This rule amends 7 CFR 761.7c and 766.202a to allow the use of real estate appraisals completed within the previous 18 months if FSA determines market values have remained stable.
Supervised Bank Account Guidance Supervised bank accounts are accounts with financial institutions established through a deposit agreement entered into between the borrower, FSA, and the financial institution. To ensure direct loan funds are used for authorized purposes, 7 CFR 761.51a describes the various uses of a supervised bank account.
This rule amends 7 CFR 761.51a to memorialize the current practice in the regulation and specify additional common uses of supervised bank accounts that are currently described in administrative handbook guidance including construction and site development work, and sale of basic security.
Substituting Realistic County or State Yields To Develop Operating Plans Projected yields used to develop farm operating plans for direct loans are typically calculated using the applicant or borrowers own production history for the previous 3 years.
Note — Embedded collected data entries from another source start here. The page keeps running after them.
use borsh::{BorshDeserialize, BorshSerialize};
use solana_program::{
    instruction::{AccountMeta, Instruction},
    pubkey::Pubkey,
    system_program, sysvar,
};

use super::{check_len, instruction_data};
use crate::{
    discriminator::instruction_discriminator, error::Result, PROGRAM_ID_FIXED_PRICE_SALE,
    DESCRIPTION_MAX_LEN, NAME_MAX_LEN, PROGRAM_ID_SPL_TOKEN,
};

pub const CREATE_STORE: &str = "create_store";
pub const INIT_SELLING_RESOURCE: &str = "init_selling_resource";

/// Custom program errors of the fixed-price-sale program, Anchor numbering.
#[derive(Debug, Clone, Copy, PartialEq, Eq)]
#[repr(u32)]
pub enum FixedPriceSaleErrorCode {
    NoValidSignerPresent = 6000,
    StringIsTooLong,
    NameIsTooLong,
    DescriptionIsTooLong,
    SupplyIsGtThanAvailable,
    SupplyIsNotProvided,
    DerivedKeyInvalid,
}

impl From<FixedPriceSaleErrorCode> for u32 {
    fn from(code: FixedPriceSaleErrorCode) -> u32 {
        code as u32
    }
}

#[derive(BorshSerialize, BorshDeserialize, Debug, Clone, PartialEq, Eq)]
pub struct CreateStoreArgs {
    pub name: String,
    pub description: String,
}

#[derive(Debug, Clone, Copy)]
pub struct CreateStoreAccounts {
    pub admin: Pubkey,
    /// Fresh keypair address, must sign since the program allocates it.
    pub store: Pubkey,
}

pub fn create_store_instruction(
    accounts: &CreateStoreAccounts,
    args: &CreateStoreArgs,
) -> Result<Instruction> {
    check_len("store name", &args.name, NAME_MAX_LEN)?;
    check_len("store description", &args.description, DESCRIPTION_MAX_LEN)?;

    Ok(Instruction {
        program_id: PROGRAM_ID_FIXED_PRICE_SALE,
        accounts: vec![
            AccountMeta::new(accounts.admin, true),
            AccountMeta::new(accounts.store, true),
            AccountMeta::new_readonly(system_program::ID, false),
        ],
        data: instruction_data(&instruction_discriminator(CREATE_STORE), args)?,
    })
}

#[derive(BorshSerialize, BorshDeserialize, Debug, Clone, PartialEq, Eq)]
pub struct InitSellingResourceArgs {
    pub master_edition_bump: u8,
    pub vault_owner_bump: u8,
    pub max_supply: Option<u64>,
}

#[derive(Debug, Clone, Copy)]
pub struct InitSellingResourceAccounts {
    pub store: Pubkey,
    pub admin: Pubkey,
    pub selling_resource: Pubkey,
    pub selling_resource_owner: Pubkey,
    pub resource_mint: Pubkey,
    pub master_edition: Pubkey,
    pub metadata: Pubkey,
    pub vault: Pubkey,
    /// Vault owner PDA, `["mt_vault", resource_mint, store]`.
    pub owner: Pubkey,
    pub resource_token: Pubkey,
}

pub fn init_selling_resource_instruction(
    accounts: &InitSellingResourceAccounts,
    args: &InitSellingResourceArgs,
) -> Result<Instruction> {
    Ok(Instruction {
        program_id: PROGRAM_ID_FIXED_PRICE_SALE,
        accounts: vec![
            AccountMeta::new_readonly(accounts.store, false),
            AccountMeta::new(accounts.admin, true),
            AccountMeta::new(accounts.selling_resource, true),
            AccountMeta::new_readonly(accounts.selling_resource_owner, false),
            AccountMeta::new_readonly(accounts.resource_mint, false),
            AccountMeta::new_readonly(accounts.master_edition, false),
            AccountMeta::new_readonly(accounts.metadata, false),
            AccountMeta::new(accounts.vault, false),
            AccountMeta::new_readonly(accounts.owner, false),
            AccountMeta::new(accounts.resource_token, false),
            AccountMeta::new_readonly(sysvar::rent::ID, false),
            AccountMeta::new_readonly(PROGRAM_ID_SPL_TOKEN, false),
            AccountMeta::new_readonly(system_program::ID, false),
        ],
        data: instruction_data(&instruction_discriminator(INIT_SELLING_RESOURCE), args)?,
    })
}

#[cfg(test)]
mod test {
    use super::*;
    use crate::error::StorefrontSdkError;

    #[test]
    fn test_create_store_instruction() {
        let accounts = CreateStoreAccounts {
            admin: Pubkey::new_unique(),
            store: Pubkey::new_unique(),
        };
        let args = CreateStoreArgs {
            name: "x".repeat(NAME_MAX_LEN + 1),
            description: String::new(),
        };
        assert_eq!(
            create_store_instruction(&accounts, &args).unwrap_err(),
            StorefrontSdkError::StringTooLong {
                field: "store name",
                len: NAME_MAX_LEN + 1,
                limit: NAME_MAX_LEN,
            }
        );

        let args = CreateStoreArgs {
            name: "Bau Jee di bhatti".to_string(),
            description: "sastay may phastay saaray hastay hastay ::(".to_string(),
        };
        let instruction = create_store_instruction(&accounts, &args).unwrap();
        assert_eq!(instruction.program_id, PROGRAM_ID_FIXED_PRICE_SALE);
        assert!(instruction.accounts[0].is_signer);
        assert!(instruction.accounts[1].is_signer);
        assert_eq!(
            instruction.data[..8],
            instruction_discriminator(CREATE_STORE)
        );
        let decoded = CreateStoreArgs::try_from_slice(&instruction.data[8..]).unwrap();
        assert_eq!(decoded, args);
    }

    #[test]
    fn test_init_selling_resource_account_order() {
        let accounts = InitSellingResourceAccounts {
            store: Pubkey::new_unique(),
            admin: Pubkey::new_unique(),
            selling_resource: Pubkey::new_unique(),
            selling_resource_owner: Pubkey::new_unique(),
            resource_mint: Pubkey::new_unique(),
            master_edition: Pubkey::new_unique(),
            metadata: Pubkey::new_unique(),
            vault: Pubkey::new_unique(),
            owner: Pubkey::new_unique(),
            resource_token: Pubkey::new_unique(),
        };
        let args = InitSellingResourceArgs {
            master_edition_bump: 254,
            vault_owner_bump: 253,
            max_supply: Some(1),
        };
        let instruction = init_selling_resource_instruction(&accounts, &args).unwrap();
        let keys: Vec<Pubkey> = instruction.accounts.iter().map(|meta| meta.pubkey).collect();
        assert_eq!(
            keys[..10],
            [
                accounts.store,
                accounts.admin,
                accounts.selling_resource,
                accounts.selling_resource_owner,
                accounts.resource_mint,
                accounts.master_edition,
                accounts.metadata,
                accounts.vault,
                accounts.owner,
                accounts.resource_token,
            ]
        );
        assert_eq!(
            InitSellingResourceArgs::try_from_slice(&instruction.data[8..]).unwrap(),
            args
        );
    }
}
Currently, if an applicant for a direct loan has historical yields in the previous 3 years that are substantially affected by a qualifying declared disaster, 7 CFR 761.104c4i allows the applicant or borrower to choose to use county or state average yields in place of their actual disaster year yields when developing a farm operating plan.
While the existing rule often ensures reasonable and accurate yield projections, substituting disaster year yields with county or state average yields does not always result in the development of realistic operating plans. While it is particularly rare, it can occur when county or state average yields are higher than an applicants yields in non-disaster years.
Section 331Ea of the CONACT 7
U.S.C. 1981ea, requires farm operating plans be based on accurate projections.
To ensure accurate plans are developed, this rule amends 7 CFR 761.104c4i to allow for the use of county or state yields only when those yields are realistic and reasonable compared to an applicants actual non-disaster year yields.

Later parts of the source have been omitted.